水素ハイブリッド電車「HYBARI」 トヨタ「MIRAI」の燃料電池を搭載! 2030年に実用化へ

神奈川県川崎市にあるJR東日本の車両基地に停車する「HYBARI」。従来の電車とは違い、水素でつくった電気で走る国内初の水素ハイブリッド電車です。水素と酸素を反応させて電気を生み出し、その電力で走行します。

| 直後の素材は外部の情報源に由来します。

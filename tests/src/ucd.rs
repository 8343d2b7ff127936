use unicode_codepoints::{
    bundled, DatasetError, LoadError, Registry, Scope, UcdSources, Violation,
};

use crate::data::files;

/// данные, прочитанные с диска, совпадают с данными из состава крейта
#[test]
fn ucd_files_on_disk()
{
    let files = files("14.0.0");
    let registry = Registry::load(&files.sources()).unwrap();
    let bundled = bundled().unwrap();

    assert_eq!(registry.unicode_version(), bundled.unicode_version());
    assert_eq!(registry.blocks(), bundled.blocks());
    assert_eq!(registry.categories(), bundled.categories());

    let ours = registry.enumerate(Scope::Global).map(|(info, _)| info.record());
    let theirs = bundled.enumerate(Scope::Global).map(|(info, _)| info.record());

    assert!(ours.eq(theirs));
}

/// версия из имени папки проверяется
#[test]
fn ucd_invalid_version()
{
    let files = files("14.0.0");
    let sources = UcdSources {
        unicode_version: "14.0.0-draft",
        ..files.sources()
    };

    match Registry::load(&sources) {
        Err(LoadError::Invariants(error)) => assert_eq!(
            error.violations(),
            [Violation::InvalidUnicodeVersion {
                version: "14.0.0-draft".to_owned()
            }]
        ),
        other => panic!("{:?}", other.map(|r| r.len())),
    }
}

/// пересекающиеся блоки и блок с тем же кодовым именем
#[test]
fn ucd_broken_blocks()
{
    let files = files("14.0.0");
    let blocks = files
        .blocks
        .replace("0080..00FF; Latin-1 Supplement", "0070..00FF; Latin-1 Supplement")
        .replace(
            "2F00..2FDF; Kangxi Radicals",
            "2F00..2FDF; Kangxi Radicals\n2FE0..2FEF; Cyrillic Supple-ment",
        );

    let sources = UcdSources {
        blocks: &blocks,
        ..files.sources()
    };

    let error = match Registry::load(&sources) {
        Err(LoadError::Invariants(error)) => error,
        other => panic!("{:?}", other.map(|r| r.len())),
    };

    let violations = error.violations();

    // новый блок лежит в промежутке между блоками и ни с чем не пересекается
    let overlaps: Vec<&Violation> = violations
        .iter()
        .filter(|v| {
            matches!(
                v,
                Violation::OverlappingBlocks { .. } | Violation::BlocksOutOfOrder { .. }
            )
        })
        .collect();

    assert_eq!(
        overlaps,
        [&Violation::OverlappingBlocks {
            previous: "Basic_Latin".to_owned(),
            codename: "Latin1_Supplement".to_owned()
        }]
    );
    assert!(violations.contains(&Violation::DuplicateCodename {
        codename: "Cyrillic_Supplement".to_owned()
    }));

    // U+0070 ..= U+007F отошли к Latin-1 Supplement, в представлении Basic Latin их нет
    assert!(violations.contains(&Violation::BlockViewMismatch {
        codename: "Basic_Latin".to_owned()
    }));
    assert!(violations.contains(&Violation::BlockFieldMismatch {
        codename: "Basic_Latin".to_owned(),
        id: 0x0070
    }));
}

/// неизвестная категория - ошибка разбора, до проверки инвариантов дело не доходит
#[test]
fn ucd_parse_error()
{
    let files = files("14.0.0");
    let unicode_data = files.unicode_data.replacen(";Lu;", ";Lx;", 1);

    let sources = UcdSources {
        unicode_data: &unicode_data,
        ..files.sources()
    };

    match Registry::load(&sources) {
        Err(LoadError::Dataset(DatasetError::UnknownPropertyValue { file, value, .. })) => {
            assert_eq!(file, "UnicodeData.txt");
            assert_eq!(value, "Lx");
        }
        other => panic!("{:?}", other.map(|r| r.len())),
    }
}
use super::PropertiesError;

/// основная категория символа (General Category, GC)
/// берется из UCD: вторая колонка UnicodeData.txt, иерархия - PropertyValueAliases.txt
///
/// 30 категорий-листьев и 7 групп:
///     L (Lu, Ll, Lt, Lm, Lo) - буквы
///     M (Mn, Mc, Me) - комбинирующие символы
///     N (Nd, Nl, No) - цифры, числовые символы
///     P (Pc, Pd, Ps, Pe, Pi, Pf, Po) - знаки препинания
///     S (Sm, Sc, Sk, So) - различные символы (математические, валюты и т.д.)
///     Z (Zs, Zl, Zp) - разделители
///     C (Cc, Cf, Cs, Co, Cn) - системные символы
///
/// LC (Lu, Ll, Lt) - буквы, имеющие регистр, пересекается с L и в иерархию не входит
///
#[derive(Debug, PartialEq, Eq, PartialOrd, Ord, Hash, Clone, Copy)]
#[repr(u8)]
pub enum Category
{
    /// Cn - место под символ зарезервировано или не назначено, или же элемент не является символом
    Unassigned = 0,

    /// Lu - прописная буква
    UppercaseLetter = 1,
    /// Ll - строчная буква
    LowercaseLetter = 2,
    /// Lt - диграфический символ, первая часть - заглавная буква
    TitlecaseLetter = 3,
    /// Lm - буква-модификатор
    ModifierLetter = 4,
    /// Lo - прочие буквы, включая слоги и иероглифы
    OtherLetter = 5,

    /// Mn - неразрывный комбинирующий маркер (не занимающий пространства)
    NonspacingMark = 6,
    /// Mc - комбинирующий маркер, занимающий пространство
    SpacingMark = 7,
    /// Me - охватывающий комбинирующий маркер
    EnclosingMark = 8,

    /// Nd - десятичная цифра
    DecimalNumber = 9,
    /// Nl - буквоподобный числовой символ
    LetterNumber = 10,
    /// No - прочие числовые символы
    OtherNumber = 11,

    /// Zs - разделитель-пробел
    SpaceSeparator = 12,
    /// Zl - разделитель строки
    LineSeparator = 13,
    /// Zp - разделитель параграфов
    ParagraphSeparator = 14,

    /// Cc - управляющий символ, относится к C0 или C1
    Control = 15,
    /// Cf - управляющий символ форматирования
    Format = 16,
    /// Cs - символ-суррогат. зарезервирована, кодпоинтам не назначается
    Surrogate = 17,
    /// Co - символ для приватного использования
    PrivateUse = 18,

    /// Pc - объединяющяя пунктуация, например _
    ConnectorPunctuation = 19,
    /// Pd - тире или дефис как знак препинания
    DashPunctuation = 20,
    /// Ps - открывающий знак пунктуации (из пары)
    OpenPunctuation = 21,
    /// Pe - закрывающий знак пунктуации (из пары)
    ClosePunctuation = 22,
    /// Pi - начальный знак цитаты
    InitialPunctuation = 23,
    /// Pf - конечный знак цитаты
    FinalPunctuation = 24,
    /// Po - знак препинания другого типа
    OtherPunctuation = 25,

    /// Sm - математический символ
    MathSymbol = 26,
    /// Sc - символ валюты
    CurrencySymbol = 27,
    /// Sk - символ модификатора, не похожий на букву
    ModifierSymbol = 28,
    /// So - прочие символы
    OtherSymbol = 29,

    /// L - буквы
    Letter = 30,
    /// M - комбинирующие символы
    Mark = 31,
    /// N - числовые символы
    Number = 32,
    /// P - пунктуация
    Punctuation = 33,
    /// S - символы
    Symbol = 34,
    /// Z - разделители
    Separator = 35,
    /// C - системные символы
    Other = 36,
}

impl Category
{
    /// количество вариантов
    pub const COUNT: usize = 37;

    /// все варианты, по возрастанию числового значения
    pub const ALL: [Category; Self::COUNT] = [
        Self::Unassigned,
        Self::UppercaseLetter,
        Self::LowercaseLetter,
        Self::TitlecaseLetter,
        Self::ModifierLetter,
        Self::OtherLetter,
        Self::NonspacingMark,
        Self::SpacingMark,
        Self::EnclosingMark,
        Self::DecimalNumber,
        Self::LetterNumber,
        Self::OtherNumber,
        Self::SpaceSeparator,
        Self::LineSeparator,
        Self::ParagraphSeparator,
        Self::Control,
        Self::Format,
        Self::Surrogate,
        Self::PrivateUse,
        Self::ConnectorPunctuation,
        Self::DashPunctuation,
        Self::OpenPunctuation,
        Self::ClosePunctuation,
        Self::InitialPunctuation,
        Self::FinalPunctuation,
        Self::OtherPunctuation,
        Self::MathSymbol,
        Self::CurrencySymbol,
        Self::ModifierSymbol,
        Self::OtherSymbol,
        Self::Letter,
        Self::Mark,
        Self::Number,
        Self::Punctuation,
        Self::Symbol,
        Self::Separator,
        Self::Other,
    ];

    /// порядковый номер, пригодный для индексации таблиц
    #[inline]
    pub fn index(&self) -> usize
    {
        u8::from(*self) as usize
    }

    /// относится-ли категория к буквам с регистром (LC)
    #[inline]
    pub fn is_cased_letter(&self) -> bool
    {
        matches!(
            self,
            Self::UppercaseLetter | Self::LowercaseLetter | Self::TitlecaseLetter
        )
    }

    /// сокращение, как в UnicodeData.txt
    pub fn abbreviation(&self) -> &'static str
    {
        match self {
            Self::Unassigned => "Cn",
            Self::UppercaseLetter => "Lu",
            Self::LowercaseLetter => "Ll",
            Self::TitlecaseLetter => "Lt",
            Self::ModifierLetter => "Lm",
            Self::OtherLetter => "Lo",
            Self::NonspacingMark => "Mn",
            Self::SpacingMark => "Mc",
            Self::EnclosingMark => "Me",
            Self::DecimalNumber => "Nd",
            Self::LetterNumber => "Nl",
            Self::OtherNumber => "No",
            Self::SpaceSeparator => "Zs",
            Self::LineSeparator => "Zl",
            Self::ParagraphSeparator => "Zp",
            Self::Control => "Cc",
            Self::Format => "Cf",
            Self::Surrogate => "Cs",
            Self::PrivateUse => "Co",
            Self::ConnectorPunctuation => "Pc",
            Self::DashPunctuation => "Pd",
            Self::OpenPunctuation => "Ps",
            Self::ClosePunctuation => "Pe",
            Self::InitialPunctuation => "Pi",
            Self::FinalPunctuation => "Pf",
            Self::OtherPunctuation => "Po",
            Self::MathSymbol => "Sm",
            Self::CurrencySymbol => "Sc",
            Self::ModifierSymbol => "Sk",
            Self::OtherSymbol => "So",
            Self::Letter => "L",
            Self::Mark => "M",
            Self::Number => "N",
            Self::Punctuation => "P",
            Self::Symbol => "S",
            Self::Separator => "Z",
            Self::Other => "C",
        }
    }

    /// полное название, как в PropertyValueAliases.txt
    pub fn long_name(&self) -> &'static str
    {
        match self {
            Self::Unassigned => "Unassigned",
            Self::UppercaseLetter => "Uppercase_Letter",
            Self::LowercaseLetter => "Lowercase_Letter",
            Self::TitlecaseLetter => "Titlecase_Letter",
            Self::ModifierLetter => "Modifier_Letter",
            Self::OtherLetter => "Other_Letter",
            Self::NonspacingMark => "Nonspacing_Mark",
            Self::SpacingMark => "Spacing_Mark",
            Self::EnclosingMark => "Enclosing_Mark",
            Self::DecimalNumber => "Decimal_Number",
            Self::LetterNumber => "Letter_Number",
            Self::OtherNumber => "Other_Number",
            Self::SpaceSeparator => "Space_Separator",
            Self::LineSeparator => "Line_Separator",
            Self::ParagraphSeparator => "Paragraph_Separator",
            Self::Control => "Control",
            Self::Format => "Format",
            Self::Surrogate => "Surrogate",
            Self::PrivateUse => "Private_Use",
            Self::ConnectorPunctuation => "Connector_Punctuation",
            Self::DashPunctuation => "Dash_Punctuation",
            Self::OpenPunctuation => "Open_Punctuation",
            Self::ClosePunctuation => "Close_Punctuation",
            Self::InitialPunctuation => "Initial_Punctuation",
            Self::FinalPunctuation => "Final_Punctuation",
            Self::OtherPunctuation => "Other_Punctuation",
            Self::MathSymbol => "Math_Symbol",
            Self::CurrencySymbol => "Currency_Symbol",
            Self::ModifierSymbol => "Modifier_Symbol",
            Self::OtherSymbol => "Other_Symbol",
            Self::Letter => "Letter",
            Self::Mark => "Mark",
            Self::Number => "Number",
            Self::Punctuation => "Punctuation",
            Self::Symbol => "Symbol",
            Self::Separator => "Separator",
            Self::Other => "Other",
        }
    }
}

impl TryFrom<&str> for Category
{
    type Error = PropertiesError;

    /// принимается как сокращение (Lu), так и полное название (Uppercase_Letter)
    #[inline]
    fn try_from(abbr: &str) -> Result<Self, Self::Error>
    {
        Ok(match abbr {
            "Cn" => Self::Unassigned,
            "Lu" => Self::UppercaseLetter,
            "Ll" => Self::LowercaseLetter,
            "Lt" => Self::TitlecaseLetter,
            "Lm" => Self::ModifierLetter,
            "Lo" => Self::OtherLetter,
            "Mn" => Self::NonspacingMark,
            "Mc" => Self::SpacingMark,
            "Me" => Self::EnclosingMark,
            "Nd" => Self::DecimalNumber,
            "Nl" => Self::LetterNumber,
            "No" => Self::OtherNumber,
            "Zs" => Self::SpaceSeparator,
            "Zl" => Self::LineSeparator,
            "Zp" => Self::ParagraphSeparator,
            "Cc" => Self::Control,
            "Cf" => Self::Format,
            "Cs" => Self::Surrogate,
            "Co" => Self::PrivateUse,
            "Pc" => Self::ConnectorPunctuation,
            "Pd" => Self::DashPunctuation,
            "Ps" => Self::OpenPunctuation,
            "Pe" => Self::ClosePunctuation,
            "Pi" => Self::InitialPunctuation,
            "Pf" => Self::FinalPunctuation,
            "Po" => Self::OtherPunctuation,
            "Sm" => Self::MathSymbol,
            "Sc" => Self::CurrencySymbol,
            "Sk" => Self::ModifierSymbol,
            "So" => Self::OtherSymbol,
            "L" => Self::Letter,
            "M" => Self::Mark,
            "N" => Self::Number,
            "P" => Self::Punctuation,
            "S" => Self::Symbol,
            "Z" => Self::Separator,
            "C" => Self::Other,
            _ => {
                return Self::ALL
                    .iter()
                    .find(|c| c.long_name() == abbr)
                    .copied()
                    .ok_or(PropertiesError::UnknownPropertyValue)
            }
        })
    }
}

impl TryFrom<u8> for Category
{
    type Error = PropertiesError;

    #[inline]
    fn try_from(value: u8) -> Result<Self, Self::Error>
    {
        Self::ALL
            .get(value as usize)
            .copied()
            .ok_or(PropertiesError::UnknownPropertyValue)
    }
}

impl From<Category> for u8
{
    #[inline]
    fn from(value: Category) -> Self
    {
        value as u8
    }
}

impl core::fmt::Display for Category
{
    #[inline]
    fn fmt(&self, f: &mut core::fmt::Formatter<'_>) -> core::fmt::Result
    {
        write!(f, "{}", self.abbreviation())
    }
}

2030年の実用化を目指し、2022年にはJR南武線や鶴見線で実証実験を開始したHYBARI。カーボンニュートラル時代を見据えた“未来の電車”を紹介します。

国内初の水素ハイブリッド電車「HYBARI」

パンタグラフはなく、水素タンクが設置されている

「HYBARI」は水素を燃料にして電気をつくり走る電車です。電線から電気を取り込むパンタグラフは付いておらず、代わりに水素タンクが設置されています。1つの車両で1020リットルの水素を積むことができます。

トヨタ「MIRAI」の燃料電池を搭載

東日本旅客鉄道 一木 剛さん

床下にはトヨタ自動車が開発した燃料電池自動車「MIRAI」の燃料電池を、カスタイマイズして搭載しています。1両に積んでいる燃料電池はMIRAI、4台分です。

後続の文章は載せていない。